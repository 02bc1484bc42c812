//! Insertion-order registry of discovered zone players.
//!
//! The transport's listener thread appends while caller threads read, so
//! everything goes through one mutex. Players are never removed or
//! replaced for the lifetime of a discovery session; add-once semantics
//! come from the transport delivering each device announcement at most
//! once, not from any re-check here.

use std::thread;
use std::time::{Duration, Instant};

use parking_lot::Mutex;

use crate::model::ZonePlayer;

/// Default interval between polls of the player collection
pub const DEFAULT_POLL_INTERVAL: Duration = Duration::from_millis(100);

/// Concurrency-safe, append-only collection of discovered players.
///
/// The timed accessors are bounded polling waits, not event waits:
/// [`PlayerRegistry::players`] always sleeps out its full window so
/// late-arriving devices get a chance to register, while
/// [`PlayerRegistry::get`] returns as soon as a name matches.
pub struct PlayerRegistry {
    players: Mutex<Vec<ZonePlayer>>,
    poll_interval: Duration,
}

impl PlayerRegistry {
    /// Create an empty registry with the default poll interval
    pub fn new() -> Self {
        Self::with_poll_interval(DEFAULT_POLL_INTERVAL)
    }

    /// Create an empty registry polling at the given interval
    pub fn with_poll_interval(poll_interval: Duration) -> Self {
        Self {
            players: Mutex::new(Vec::new()),
            poll_interval,
        }
    }

    /// Append a player.
    ///
    /// Never rejects duplicates; uniqueness is the transport's contract.
    pub fn add(&self, player: ZonePlayer) {
        tracing::debug!("Registering player {}", player);
        self.players.lock().push(player);
    }

    /// Snapshot of everything discovered so far, in insertion order.
    /// Returns immediately.
    pub fn discovered_players(&self) -> Vec<ZonePlayer> {
        self.players.lock().clone()
    }

    /// Block for the full timeout, then snapshot.
    ///
    /// Deliberately never early-exits, even if the set stops growing:
    /// the whole window is the grace period for devices that announce
    /// late in the search.
    pub fn players(&self, timeout: Duration) -> Vec<ZonePlayer> {
        let deadline = Instant::now() + timeout;
        loop {
            let now = Instant::now();
            if now >= deadline {
                break;
            }
            thread::sleep(self.poll_interval.min(deadline - now));
        }

        self.discovered_players()
    }

    /// Look up a player by zone name, polling until found or the timeout
    /// is exhausted.
    ///
    /// The match is case-insensitive and, unlike [`PlayerRegistry::players`],
    /// short-circuits on the first hit. `None` means the timeout elapsed
    /// without a match, not a fault.
    pub fn get(&self, zone_name: &str, timeout: Duration) -> Option<ZonePlayer> {
        let deadline = Instant::now() + timeout;
        loop {
            let found = self
                .players
                .lock()
                .iter()
                .find(|player| player.zone_name().eq_ignore_ascii_case(zone_name))
                .cloned();
            if found.is_some() {
                return found;
            }

            let now = Instant::now();
            if now >= deadline {
                tracing::debug!("No player named {:?} within {:?}", zone_name, timeout);
                return None;
            }
            thread::sleep(self.poll_interval.min(deadline - now));
        }
    }
}

impl Default for PlayerRegistry {
    fn default() -> Self {
        Self::new()
    }
}
//! Discovery session coordinator.
//!
//! [`ZonePlayers::discover`] issues the network search and returns
//! immediately; a listener thread then drains the transport's device
//! events for as long as the search horizon lasts. Each qualifying
//! device is registered and handed its own group-refresh worker.
//! Readers can call the timeout-bounded accessors at any point and see
//! whatever has accumulated so far.

use std::sync::mpsc;
use std::sync::Arc;
use std::thread::{self, JoinHandle};
use std::time::Duration;

use parking_lot::Mutex;

use crate::error::ZoneError;
use crate::groups::GroupStore;
use crate::model::{ZoneGroup, ZonePlayer};
use crate::refresher::{spawn_group_refresher, RefreshMode, DEFAULT_REFRESH_DEADLINE};
use crate::registry::{PlayerRegistry, DEFAULT_POLL_INTERVAL};
use crate::upnp::{
    is_zone_player, ControlPoint, DeviceEvent, TopologyClient, AV_TRANSPORT_SERVICE_TYPE,
};

/// Default search horizon: how long the transport keeps announcing
/// devices before it drops the event channel
pub const DEFAULT_SEARCH_HORIZON: Duration = Duration::from_secs(120);

/// Tunables for one discovery session
#[derive(Debug, Clone)]
pub struct DiscoveryConfig {
    /// Horizon passed to the transport's search
    pub search_horizon: Duration,
    /// Per-player deadline for a group refresh to succeed
    pub refresh_deadline: Duration,
    /// Sleep interval used by all bounded polling waits
    pub poll_interval: Duration,
    /// How refreshers reconcile the shared group collection
    pub refresh_mode: RefreshMode,
}

impl Default for DiscoveryConfig {
    fn default() -> Self {
        Self {
            search_horizon: DEFAULT_SEARCH_HORIZON,
            refresh_deadline: DEFAULT_REFRESH_DEADLINE,
            poll_interval: DEFAULT_POLL_INTERVAL,
            refresh_mode: RefreshMode::default(),
        }
    }
}

/// One discovery session over the local network's zone players.
///
/// A session never completes explicitly: once the search horizon lapses
/// the transport stops announcing and the snapshots stop growing, but
/// accessors keep working. Discovery is best-effort; an accessor called
/// before convergence legitimately returns a partial (or empty)
/// snapshot, which is not an error.
pub struct ZonePlayers {
    registry: Arc<PlayerRegistry>,
    groups: Arc<GroupStore>,
    refreshers: Arc<Mutex<Vec<JoinHandle<()>>>>,
    _listener: JoinHandle<()>,
}

impl ZonePlayers {
    /// Start a discovery session with default settings.
    ///
    /// Issues the search and returns without blocking.
    pub fn discover(
        control_point: &dyn ControlPoint,
        topology: Arc<dyn TopologyClient + Send + Sync>,
    ) -> Result<Self, ZoneError> {
        Self::discover_with_config(control_point, topology, DiscoveryConfig::default())
    }

    /// Start a discovery session with explicit settings.
    pub fn discover_with_config(
        control_point: &dyn ControlPoint,
        topology: Arc<dyn TopologyClient + Send + Sync>,
        config: DiscoveryConfig,
    ) -> Result<Self, ZoneError> {
        let registry = Arc::new(PlayerRegistry::with_poll_interval(config.poll_interval));
        let groups = Arc::new(GroupStore::new());
        let refreshers = Arc::new(Mutex::new(Vec::new()));

        let events = control_point.search(AV_TRANSPORT_SERVICE_TYPE, config.search_horizon)?;
        let listener = spawn_device_listener(
            events,
            Arc::clone(&registry),
            Arc::clone(&groups),
            topology,
            Arc::clone(&refreshers),
            config,
        );

        Ok(Self {
            registry,
            groups,
            refreshers,
            _listener: listener,
        })
    }

    /// Players discovered so far, in registration order. Non-blocking.
    pub fn discovered_players(&self) -> Vec<ZonePlayer> {
        self.registry.discovered_players()
    }

    /// Block for the full timeout, then return the player snapshot.
    pub fn players(&self, timeout: Duration) -> Vec<ZonePlayer> {
        self.registry.players(timeout)
    }

    /// Look up a player by zone name (case-insensitive), waiting up to
    /// the timeout for it to appear.
    pub fn get(&self, zone_name: &str, timeout: Duration) -> Option<ZonePlayer> {
        self.registry.get(zone_name, timeout)
    }

    /// Block for the full timeout, then return the deduplicated group
    /// snapshot.
    pub fn zone_groups(&self, timeout: Duration) -> Vec<ZoneGroup> {
        let _ = self.registry.players(timeout);
        self.groups.deduped_snapshot()
    }

    /// Deduplicated group snapshot without waiting.
    pub fn discovered_zone_groups(&self) -> Vec<ZoneGroup> {
        self.groups.deduped_snapshot()
    }

    /// Join all refresh workers spawned so far.
    ///
    /// Each worker self-terminates at its own deadline, so this blocks
    /// at most one refresh-deadline. Workers spawned for devices that
    /// announce afterwards are picked up by a later call.
    pub fn wait_for_refreshers(&self) {
        let handles: Vec<_> = self.refreshers.lock().drain(..).collect();
        for handle in handles {
            if handle.join().is_err() {
                tracing::warn!("A group refresh worker panicked");
            }
        }
    }
}

/// Spawns the thread that reacts to transport device events.
///
/// Runs until the transport drops its sender (the search horizon), then
/// exits. Each accepted device is registered synchronously; its group
/// refresh runs on a separate worker so a slow player cannot stall
/// later announcements.
fn spawn_device_listener(
    events: mpsc::Receiver<DeviceEvent>,
    registry: Arc<PlayerRegistry>,
    groups: Arc<GroupStore>,
    topology: Arc<dyn TopologyClient + Send + Sync>,
    refreshers: Arc<Mutex<Vec<JoinHandle<()>>>>,
    config: DiscoveryConfig,
) -> JoinHandle<()> {
    thread::spawn(move || {
        for event in events {
            let DeviceEvent::Added(device) = event;

            if !is_zone_player(&device) {
                tracing::debug!("Ignoring non-zone-player device {}", device.udn);
                continue;
            }

            let player = ZonePlayer::new(device);
            tracing::info!("Discovered {}", player);
            registry.add(player.clone());

            let handle = spawn_group_refresher(
                player,
                Arc::clone(&groups),
                Arc::clone(&topology),
                config.refresh_deadline,
                config.poll_interval,
                config.refresh_mode,
            );
            refreshers.lock().push(handle);
        }

        tracing::debug!("Device listener stopped, search horizon lapsed");
    })
}
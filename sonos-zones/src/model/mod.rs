//! Core data model: typed identities, players, and groups

mod group_id;
mod player_id;
mod zone_group;
mod zone_player;

pub use group_id::GroupId;
pub use player_id::PlayerId;
pub use zone_group::ZoneGroup;
pub use zone_player::ZonePlayer;
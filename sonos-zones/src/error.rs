use thiserror::Error;

/// Errors surfaced by the discovery core.
///
/// There is no fatal class here: a failed zone-group query is retried
/// internally, a name lookup that times out returns `None`, and an
/// early read simply sees a partial snapshot.
#[derive(Error, Debug)]
pub enum ZoneError {
    #[error("Failed to start network search: {0}")]
    SearchFailed(String),

    #[error("Topology query error: {0}")]
    Topology(#[from] TopologyError),
}

/// A zone-group-state query failed.
///
/// Deliberately opaque: the refresher only needs to tell failure from
/// success, and retries until its deadline regardless of the cause.
#[derive(Error, Debug)]
#[error("Zone group state query failed: {0}")]
pub struct TopologyError(pub String);

impl TopologyError {
    /// Create a new TopologyError with the given message
    pub fn new(message: impl Into<String>) -> Self {
        Self(message.into())
    }
}
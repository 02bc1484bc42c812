//! ZoneGroup type

use serde::{Deserialize, Serialize};

use crate::model::{GroupId, PlayerId};

/// A zone group: a set of players Sonos has grouped for synchronized
/// playback.
///
/// Instances are produced by zone-group-state queries. Several instances
/// for the same id may coexist in the shared group collection while
/// discovery is in flight; reads go through [`crate::groups::dedupe`],
/// which keeps the first-seen entry per id.
#[derive(Debug, Clone, PartialEq, Eq, Serialize, Deserialize)]
pub struct ZoneGroup {
    /// Unique group identifier
    pub id: GroupId,
    /// Player coordinating playback for the group
    pub coordinator: PlayerId,
    /// All members of the group, coordinator included
    pub members: Vec<PlayerId>,
}

impl ZoneGroup {
    /// Create a new ZoneGroup
    pub fn new(id: GroupId, coordinator: PlayerId, members: Vec<PlayerId>) -> Self {
        Self {
            id,
            coordinator,
            members,
        }
    }

    /// Number of members in the group
    pub fn member_count(&self) -> usize {
        self.members.len()
    }

    /// Whether the given player belongs to this group
    pub fn contains(&self, player: &PlayerId) -> bool {
        self.members.contains(player)
    }
}
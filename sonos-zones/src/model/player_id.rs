//! Zone player identity type

use serde::{Deserialize, Serialize};
use std::fmt;

/// Unique identifier for a zone player
///
/// Derived from the device's UDN, which usually has the format
/// "uuid:RINCON_xxxxx".
#[derive(Debug, Clone, PartialEq, Eq, Hash, Serialize, Deserialize)]
pub struct PlayerId(String);

impl PlayerId {
    /// Creates a new PlayerId
    pub fn new(id: impl Into<String>) -> Self {
        Self(id.into())
    }

    /// Get the ID as a string slice
    pub fn as_str(&self) -> &str {
        &self.0
    }
}

impl fmt::Display for PlayerId {
    fn fmt(&self, f: &mut fmt::Formatter<'_>) -> fmt::Result {
        write!(f, "{}", self.0)
    }
}

impl From<&str> for PlayerId {
    fn from(s: &str) -> Self {
        PlayerId::new(s)
    }
}

impl From<String> for PlayerId {
    fn from(s: String) -> Self {
        PlayerId::new(s)
    }
}
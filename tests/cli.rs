use assert_cmd::prelude::*;
use predicates::prelude::*;
use std::process::Command;

const FIXTURE: &str = concat!(env!("CARGO_MANIFEST_DIR"), "/tests/fixtures/ind_gdp.json");

fn get(args: &[&str]) -> Command {
    let mut cmd = Command::cargo_bin("india-gdp").unwrap();
    cmd.args(["get", "--input", FIXTURE]).args(args);
    cmd
}

#[test]
fn cli_shows_help() {
    let mut cmd = Command::cargo_bin("india-gdp").unwrap();
    cmd.arg("--help");
    cmd.assert()
        .success()
        .stdout(predicate::str::contains("india-gdp"));
}

#[test]
fn prints_headline_stats_for_last_five_years() {
    get(&["--range", "5y", "--year", "2024"])
        .assert()
        .success()
        .stdout(predicate::str::contains("5 observations"))
        .stdout(predicate::str::contains("Current GDP:   ₹266.24 Trillion"))
        .stdout(predicate::str::contains("Annual Growth: 5.86% ↑"))
        .stdout(predicate::str::contains("Global Rank:   5th (Global Economy)"));
}

#[test]
fn all_range_keeps_every_published_year() {
    get(&["--year", "2024", "--list"])
        .assert()
        .success()
        .stdout(predicate::str::contains("14 observations"))
        .stdout(predicate::str::contains("2010"))
        .stdout(predicate::str::contains("$3549.9B"));
}

#[test]
fn empty_window_suppresses_stats() {
    get(&["--range", "10y", "--year", "2100"])
        .assert()
        .success()
        .stdout(predicate::str::contains("No data in selected range"))
        .stdout(predicate::str::contains("Current GDP").not())
        .stdout(predicate::str::contains("Global Rank").not());
}

#[test]
fn json_report() {
    let out = get(&["--range", "10y", "--year", "2024", "--json"])
        .output()
        .unwrap();
    assert!(out.status.success());
    let v: serde_json::Value = serde_json::from_slice(&out.stdout).unwrap();
    assert_eq!(v["range"], "10y");
    assert_eq!(v["reference_year"], 2024);
    assert_eq!(v["observations"].as_array().unwrap().len(), 10);
    assert_eq!(v["observations"][0]["year"], 2023);
    assert_eq!(v["summary"]["growth_rate_percent"], 5.86);
    assert_eq!(v["summary"]["formatted_current"], "₹266.24 Trillion");
}

#[test]
fn invalid_range_is_rejected() {
    get(&["--range", "3y"])
        .assert()
        .failure()
        .stderr(predicate::str::contains("invalid range selector"));
}

#[test]
fn writes_svg_plot() {
    let dir = tempfile::tempdir().unwrap();
    let plot = dir.path().join("gdp.svg");
    get(&["--range", "5y", "--year", "2024", "--plot"])
        .arg(&plot)
        .assert()
        .success()
        .stderr(predicate::str::contains("Wrote plot to"));
    let svg = std::fs::read_to_string(&plot).unwrap();
    assert!(svg.contains("<svg"));
}

#[test]
fn unreachable_api_fails_with_friendly_message() {
    let mut cmd = Command::cargo_bin("india-gdp").unwrap();
    cmd.args(["get", "--base-url", "http://127.0.0.1:9/v2"]);
    cmd.assert()
        .failure()
        .stderr(predicate::str::contains("Failed to fetch India's GDP data"));
}

// Live test (opt-in): cargo test --features online
#[cfg(feature = "online")]
#[test]
fn fetch_online_last_ten_years() {
    let mut cmd = Command::cargo_bin("india-gdp").unwrap();
    cmd.args(["get", "--range", "10y", "--json"]);
    cmd.assert()
        .success()
        .stdout(predicate::str::contains("formatted_current"));
}
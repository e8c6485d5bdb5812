//! Visualization: render the GDP bar chart to **SVG**.
//!
//! - One bar per year, coloured with a vertical `primary → secondary` gradient
//! - Value axis from zero to the tallest bar plus 10%, ticks labelled `₹…B`
//! - Caption shows the most recent value in rupees
//!
//! Colours and geometry come from an explicit [`ChartConfig`]; nothing is read
//! from the environment.

pub mod layout;
pub mod types;

pub use layout::{BarLayout, BarRect, bar_progress, tooltip_lines, y_domain_max};
pub use types::{BAR_FILL, ChartConfig, Palette, Rgb};

use crate::format::format_axis_tick;
use crate::models::Series;
use crate::stats::summarize;
use anyhow::{Context, Result, anyhow};

use plotters::backend::DrawingBackend;
use plotters::coord::Shift;
use plotters::prelude::*;

use plotters_svg::SVGBackend;

use std::path::Path;

/// Horizontal slices used to approximate the bar gradient.
const GRADIENT_STEPS: usize = 12;

/// Render `series` as an SVG bar chart at `out_path`.
pub fn render_bar_chart<P: AsRef<Path>>(
    series: &Series,
    out_path: P,
    config: &ChartConfig,
) -> Result<()> {
    if series.is_empty() {
        return Err(anyhow!("no data to plot"));
    }
    let out_path = out_path.as_ref();
    let root = SVGBackend::new(out_path, (config.width, config.height)).into_drawing_area();
    draw_bar_chart(root, series, config)
        .with_context(|| format!("render chart to {}", out_path.display()))?;
    log::info!("wrote chart with {} bars to {}", series.len(), out_path.display());
    Ok(())
}

/// Render `series` as an SVG document held in memory.
pub fn render_bar_chart_svg(series: &Series, config: &ChartConfig) -> Result<String> {
    if series.is_empty() {
        return Err(anyhow!("no data to plot"));
    }
    let mut buf = String::new();
    {
        let root = SVGBackend::with_string(&mut buf, (config.width, config.height))
            .into_drawing_area();
        draw_bar_chart(root, series, config)?;
    }
    Ok(buf)
}

/// Helper that draws to any Plotters backend.
fn draw_bar_chart<DB>(
    root: DrawingArea<DB, Shift>,
    series: &Series,
    config: &ChartConfig,
) -> Result<()>
where
    DB: DrawingBackend,
{
    let (min_year, max_year) = series
        .year_span()
        .ok_or_else(|| anyhow!("no data to plot"))?;
    let y_max = y_domain_max(series);
    let palette = &config.palette;
    let text = palette.text.to_plotters();
    let grid = palette.grid.to_plotters();

    root.fill(&palette.background.to_plotters())
        .map_err(|e| anyhow!("{:?}", e))?;

    let caption = match summarize(series) {
        Some(stats) => format!("{} · {}", config.title, stats.formatted_current),
        None => config.title.clone(),
    };

    let pad = config.padding;
    let mut chart = ChartBuilder::on(&root)
        .margin(pad / 4)
        .caption(caption, ("sans-serif", 22).into_font().color(&text))
        .set_label_area_size(LabelAreaPosition::Left, pad)
        .set_label_area_size(LabelAreaPosition::Bottom, pad * 2 / 3)
        .build_cartesian_2d(
            (min_year as f64 - 0.5)..(max_year as f64 + 0.5),
            0.0..y_max,
        )
        .map_err(|e| anyhow!("{:?}", e))?;

    // Only whole years get an x label.
    let x_label_fmt = |v: &f64| {
        if (v - v.round()).abs() < 1e-6 {
            format!("{}", v.round() as i64)
        } else {
            String::new()
        }
    };
    let y_label_fmt = |v: &f64| format_axis_tick(*v);
    let x_label_count = ((max_year - min_year + 1) as usize).min(12);

    chart
        .configure_mesh()
        .x_desc("Year")
        .x_labels(x_label_count)
        .y_labels(10)
        .x_label_formatter(&x_label_fmt)
        .y_label_formatter(&y_label_fmt)
        .label_style(("sans-serif", 13).into_font().color(&text))
        .axis_desc_style(("sans-serif", 15).into_font().color(&text))
        .bold_line_style(grid.mix(0.4))
        .light_line_style(TRANSPARENT)
        .axis_style(grid)
        .draw()
        .map_err(|e| anyhow!("{:?}", e))?;

    let half = BAR_FILL / 2.0;
    for obs in series.iter() {
        let x = obs.year as f64;
        let slice = obs.value / GRADIENT_STEPS as f64;
        // Slice 0 sits on the baseline and takes the secondary colour.
        let rects = (0..GRADIENT_STEPS).map(|i| {
            let t = 1.0 - i as f64 / (GRADIENT_STEPS - 1) as f64;
            let color = palette.primary.lerp(palette.secondary, t).to_plotters();
            let y0 = slice * i as f64;
            let y1 = slice * (i + 1) as f64;
            Rectangle::new([(x - half, y0), (x + half, y1)], color.filled())
        });
        chart
            .draw_series(rects)
            .map_err(|e| anyhow!("{:?}", e))?;
    }

    root.present().map_err(|e| anyhow!("{:?}", e))?;
    Ok(())
}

What is needed>
The lines of the data, from the first through the one containing "pub fn new()", are to be transcribed exactly.

Exercise answer>
repository 02bc1484bc42c812
//! Insertion-order registry of discovered zone players.
//!
//! The transport's listener thread appends while caller threads read, so
//! everything goes through one mutex. Players are never removed or
//! replaced for the lifetime of a discovery session; add-once semantics
//! come from the transport delivering each device announcement at most
//! once, not from any re-check here.

use std::thread;
use std::time::{Duration, Instant};

use parking_lot::Mutex;

use crate::model::ZonePlayer;

/// Default interval between polls of the player collection
pub const DEFAULT_POLL_INTERVAL: Duration = Duration::from_millis(100);

/// Concurrency-safe, append-only collection of discovered players.
///
/// The timed accessors are bounded polling waits, not event waits:
/// [`PlayerRegistry::players`] always sleeps out its full window so
/// late-arriving devices get a chance to register, while
/// [`PlayerRegistry::get`] returns as soon as a name matches.
pub struct PlayerRegistry {
    players: Mutex<Vec<ZonePlayer>>,
    poll_interval: Duration,
}

impl PlayerRegistry {
    /// Create an empty registry with the default poll interval
    pub fn new() -> Self {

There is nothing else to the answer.